**Task to carry out**. Needed from the data below: every line from the one with "filename src/math/ray.rs" up to and including the one with "let t_far = t2.x.min(t2.y).min(t2.z);", repeated exactly and with nothing else.

(Entries taken from a collection)
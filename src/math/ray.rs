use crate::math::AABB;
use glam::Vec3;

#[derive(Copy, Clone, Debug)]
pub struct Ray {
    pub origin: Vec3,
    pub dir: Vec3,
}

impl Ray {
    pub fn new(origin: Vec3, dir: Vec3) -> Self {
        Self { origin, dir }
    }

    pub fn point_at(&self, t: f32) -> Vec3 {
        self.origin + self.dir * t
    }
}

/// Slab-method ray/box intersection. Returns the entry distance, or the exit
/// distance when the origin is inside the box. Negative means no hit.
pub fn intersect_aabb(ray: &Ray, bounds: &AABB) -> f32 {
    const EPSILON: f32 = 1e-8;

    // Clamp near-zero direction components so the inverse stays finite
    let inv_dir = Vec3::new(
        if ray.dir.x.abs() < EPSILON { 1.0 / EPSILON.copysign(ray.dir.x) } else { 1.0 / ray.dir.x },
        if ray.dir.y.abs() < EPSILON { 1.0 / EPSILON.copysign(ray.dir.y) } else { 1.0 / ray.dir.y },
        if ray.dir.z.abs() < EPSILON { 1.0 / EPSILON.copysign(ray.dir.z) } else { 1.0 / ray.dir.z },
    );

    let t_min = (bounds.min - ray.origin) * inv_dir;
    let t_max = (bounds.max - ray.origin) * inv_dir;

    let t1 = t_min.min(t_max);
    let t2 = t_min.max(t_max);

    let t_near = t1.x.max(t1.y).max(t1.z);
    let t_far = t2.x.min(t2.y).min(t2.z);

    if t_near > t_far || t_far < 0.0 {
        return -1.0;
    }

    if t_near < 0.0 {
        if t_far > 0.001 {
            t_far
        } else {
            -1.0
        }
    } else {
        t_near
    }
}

--

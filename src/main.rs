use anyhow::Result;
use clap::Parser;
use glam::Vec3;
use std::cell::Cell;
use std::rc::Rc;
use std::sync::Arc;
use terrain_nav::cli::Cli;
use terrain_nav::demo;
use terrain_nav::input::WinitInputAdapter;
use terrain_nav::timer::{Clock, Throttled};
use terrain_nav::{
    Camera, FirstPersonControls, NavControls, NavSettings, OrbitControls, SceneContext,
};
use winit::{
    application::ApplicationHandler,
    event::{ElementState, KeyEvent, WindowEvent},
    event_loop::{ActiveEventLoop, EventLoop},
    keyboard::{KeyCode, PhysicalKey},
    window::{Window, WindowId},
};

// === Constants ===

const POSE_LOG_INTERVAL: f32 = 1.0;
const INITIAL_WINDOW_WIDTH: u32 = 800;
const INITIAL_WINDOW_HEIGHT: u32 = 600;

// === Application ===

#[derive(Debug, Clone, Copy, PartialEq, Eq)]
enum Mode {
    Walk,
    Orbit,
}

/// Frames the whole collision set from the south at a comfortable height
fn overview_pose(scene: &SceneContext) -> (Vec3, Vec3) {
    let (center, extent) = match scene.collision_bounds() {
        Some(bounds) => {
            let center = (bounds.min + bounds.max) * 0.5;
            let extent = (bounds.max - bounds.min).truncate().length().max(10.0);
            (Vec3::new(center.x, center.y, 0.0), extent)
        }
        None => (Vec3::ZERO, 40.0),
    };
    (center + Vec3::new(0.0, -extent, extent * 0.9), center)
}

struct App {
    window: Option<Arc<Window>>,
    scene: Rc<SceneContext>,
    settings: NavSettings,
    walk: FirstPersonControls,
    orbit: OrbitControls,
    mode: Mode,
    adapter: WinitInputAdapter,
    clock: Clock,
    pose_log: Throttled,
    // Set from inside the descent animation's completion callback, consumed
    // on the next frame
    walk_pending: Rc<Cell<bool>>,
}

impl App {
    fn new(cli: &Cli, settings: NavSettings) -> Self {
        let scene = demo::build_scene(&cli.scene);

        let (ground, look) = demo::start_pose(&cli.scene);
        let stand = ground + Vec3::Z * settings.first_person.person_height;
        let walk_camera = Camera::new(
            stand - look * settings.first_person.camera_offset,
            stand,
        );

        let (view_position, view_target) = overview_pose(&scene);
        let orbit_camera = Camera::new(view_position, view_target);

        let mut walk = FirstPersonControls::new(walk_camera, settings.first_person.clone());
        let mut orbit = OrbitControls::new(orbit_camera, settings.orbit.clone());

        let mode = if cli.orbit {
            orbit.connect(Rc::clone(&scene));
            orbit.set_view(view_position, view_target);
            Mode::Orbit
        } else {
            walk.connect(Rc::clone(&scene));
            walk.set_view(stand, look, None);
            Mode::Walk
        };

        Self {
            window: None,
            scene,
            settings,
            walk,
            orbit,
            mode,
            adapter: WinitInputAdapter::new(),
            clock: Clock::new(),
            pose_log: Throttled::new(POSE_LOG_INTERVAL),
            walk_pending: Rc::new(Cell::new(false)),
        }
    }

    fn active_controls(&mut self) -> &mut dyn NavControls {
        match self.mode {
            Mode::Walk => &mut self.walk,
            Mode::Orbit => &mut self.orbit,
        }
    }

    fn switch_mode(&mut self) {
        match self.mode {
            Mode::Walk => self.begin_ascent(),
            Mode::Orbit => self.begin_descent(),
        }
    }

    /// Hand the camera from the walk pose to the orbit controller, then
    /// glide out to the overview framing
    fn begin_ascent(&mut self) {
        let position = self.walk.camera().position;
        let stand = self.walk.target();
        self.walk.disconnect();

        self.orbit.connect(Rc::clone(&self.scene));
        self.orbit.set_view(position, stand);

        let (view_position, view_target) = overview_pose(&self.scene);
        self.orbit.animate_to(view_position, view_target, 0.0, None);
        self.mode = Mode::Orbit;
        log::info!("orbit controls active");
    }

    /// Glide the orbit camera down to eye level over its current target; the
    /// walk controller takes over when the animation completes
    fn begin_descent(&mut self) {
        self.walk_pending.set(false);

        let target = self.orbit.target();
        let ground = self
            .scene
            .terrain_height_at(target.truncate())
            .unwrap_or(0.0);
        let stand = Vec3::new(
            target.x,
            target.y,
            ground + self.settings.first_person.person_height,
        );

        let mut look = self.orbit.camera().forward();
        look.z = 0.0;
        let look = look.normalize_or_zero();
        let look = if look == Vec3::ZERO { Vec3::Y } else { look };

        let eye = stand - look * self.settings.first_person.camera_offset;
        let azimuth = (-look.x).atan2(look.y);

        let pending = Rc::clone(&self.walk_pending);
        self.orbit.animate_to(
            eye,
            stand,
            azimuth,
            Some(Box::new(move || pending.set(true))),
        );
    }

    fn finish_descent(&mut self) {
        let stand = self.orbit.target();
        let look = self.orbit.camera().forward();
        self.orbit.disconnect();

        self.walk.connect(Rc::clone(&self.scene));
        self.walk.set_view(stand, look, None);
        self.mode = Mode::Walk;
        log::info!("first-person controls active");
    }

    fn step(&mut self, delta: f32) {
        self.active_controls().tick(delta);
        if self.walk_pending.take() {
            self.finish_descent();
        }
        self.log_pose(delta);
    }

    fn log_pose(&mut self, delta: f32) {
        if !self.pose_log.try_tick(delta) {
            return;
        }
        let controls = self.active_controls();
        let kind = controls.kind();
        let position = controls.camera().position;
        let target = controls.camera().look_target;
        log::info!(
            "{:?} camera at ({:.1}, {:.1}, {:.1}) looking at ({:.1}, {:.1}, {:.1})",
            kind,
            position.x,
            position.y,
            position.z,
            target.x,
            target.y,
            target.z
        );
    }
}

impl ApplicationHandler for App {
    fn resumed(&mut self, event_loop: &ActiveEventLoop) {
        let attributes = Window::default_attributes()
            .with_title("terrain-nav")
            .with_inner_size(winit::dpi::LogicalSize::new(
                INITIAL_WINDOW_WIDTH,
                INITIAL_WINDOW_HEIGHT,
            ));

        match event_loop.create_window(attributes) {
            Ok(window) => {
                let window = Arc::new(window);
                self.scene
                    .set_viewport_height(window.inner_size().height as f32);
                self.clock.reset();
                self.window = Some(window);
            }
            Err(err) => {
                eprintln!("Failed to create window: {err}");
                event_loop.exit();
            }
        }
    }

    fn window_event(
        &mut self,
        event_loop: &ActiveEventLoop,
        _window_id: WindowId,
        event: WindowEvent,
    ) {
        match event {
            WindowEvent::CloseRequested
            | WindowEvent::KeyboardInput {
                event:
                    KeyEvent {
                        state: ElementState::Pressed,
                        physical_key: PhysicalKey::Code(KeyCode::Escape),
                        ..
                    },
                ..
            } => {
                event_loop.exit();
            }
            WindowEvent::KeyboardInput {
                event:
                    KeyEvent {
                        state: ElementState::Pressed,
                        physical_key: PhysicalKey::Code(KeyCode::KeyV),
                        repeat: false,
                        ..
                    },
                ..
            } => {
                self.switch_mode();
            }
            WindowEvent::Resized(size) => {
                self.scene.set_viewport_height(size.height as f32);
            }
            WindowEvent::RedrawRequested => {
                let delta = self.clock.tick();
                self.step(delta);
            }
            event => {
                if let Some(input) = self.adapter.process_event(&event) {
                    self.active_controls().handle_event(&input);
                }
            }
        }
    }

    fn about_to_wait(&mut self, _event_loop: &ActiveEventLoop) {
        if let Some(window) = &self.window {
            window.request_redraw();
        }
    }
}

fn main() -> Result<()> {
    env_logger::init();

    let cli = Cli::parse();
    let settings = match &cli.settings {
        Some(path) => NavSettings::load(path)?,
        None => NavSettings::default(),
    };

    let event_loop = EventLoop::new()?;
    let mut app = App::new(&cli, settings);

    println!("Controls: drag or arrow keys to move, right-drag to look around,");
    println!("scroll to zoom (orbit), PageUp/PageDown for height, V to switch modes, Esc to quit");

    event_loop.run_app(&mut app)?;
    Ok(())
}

---

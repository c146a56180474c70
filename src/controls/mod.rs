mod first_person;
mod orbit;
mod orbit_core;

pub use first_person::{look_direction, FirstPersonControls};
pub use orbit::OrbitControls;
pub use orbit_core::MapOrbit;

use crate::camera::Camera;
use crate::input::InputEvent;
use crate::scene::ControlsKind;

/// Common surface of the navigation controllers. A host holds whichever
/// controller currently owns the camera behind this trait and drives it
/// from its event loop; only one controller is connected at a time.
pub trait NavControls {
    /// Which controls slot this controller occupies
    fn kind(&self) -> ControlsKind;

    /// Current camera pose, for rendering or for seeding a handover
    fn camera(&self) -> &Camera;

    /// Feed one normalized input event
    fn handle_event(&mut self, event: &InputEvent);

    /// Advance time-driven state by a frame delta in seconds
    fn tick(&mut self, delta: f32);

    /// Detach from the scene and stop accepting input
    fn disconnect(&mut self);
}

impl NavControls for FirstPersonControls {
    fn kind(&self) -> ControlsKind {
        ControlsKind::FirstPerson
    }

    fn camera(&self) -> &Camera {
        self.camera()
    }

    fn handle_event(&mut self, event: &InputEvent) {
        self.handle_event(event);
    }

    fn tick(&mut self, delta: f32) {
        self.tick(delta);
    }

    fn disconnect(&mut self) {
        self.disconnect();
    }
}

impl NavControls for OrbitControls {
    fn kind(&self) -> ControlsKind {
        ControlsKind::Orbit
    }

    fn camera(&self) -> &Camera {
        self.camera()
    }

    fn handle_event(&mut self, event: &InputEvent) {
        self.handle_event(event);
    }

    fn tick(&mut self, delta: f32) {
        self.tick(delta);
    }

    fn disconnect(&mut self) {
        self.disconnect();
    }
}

**Written response**.
filename src/math/ray.rs
use crate::math::AABB;
use glam::Vec3;

#[derive(Copy, Clone, Debug)]
pub struct Ray {
    pub origin: Vec3,
    pub dir: Vec3,
}

impl Ray {
    pub fn new(origin: Vec3, dir: Vec3) -> Self {
        Self { origin, dir }
    }

    pub fn point_at(&self, t: f32) -> Vec3 {
        self.origin + self.dir * t
    }
}

/// Slab-method ray/box intersection. Returns the entry distance, or the exit
/// distance when the origin is inside the box. Negative means no hit.
pub fn intersect_aabb(ray: &Ray, bounds: &AABB) -> f32 {
    const EPSILON: f32 = 1e-8;

    // Clamp near-zero direction components so the inverse stays finite
    let inv_dir = Vec3::new(
        if ray.dir.x.abs() < EPSILON { 1.0 / EPSILON.copysign(ray.dir.x) } else { 1.0 / ray.dir.x },
        if ray.dir.y.abs() < EPSILON { 1.0 / EPSILON.copysign(ray.dir.y) } else { 1.0 / ray.dir.y },
        if ray.dir.z.abs() < EPSILON { 1.0 / EPSILON.copysign(ray.dir.z) } else { 1.0 / ray.dir.z },
    );

    let t_min = (bounds.min - ray.origin) * inv_dir;
    let t_max = (bounds.max - ray.origin) * inv_dir;

    let t1 = t_min.min(t_max);
    let t2 = t_min.max(t_max);

    let t_near = t1.x.max(t1.y).max(t1.z);
    let t_far = t2.x.min(t2.y).min(t2.z);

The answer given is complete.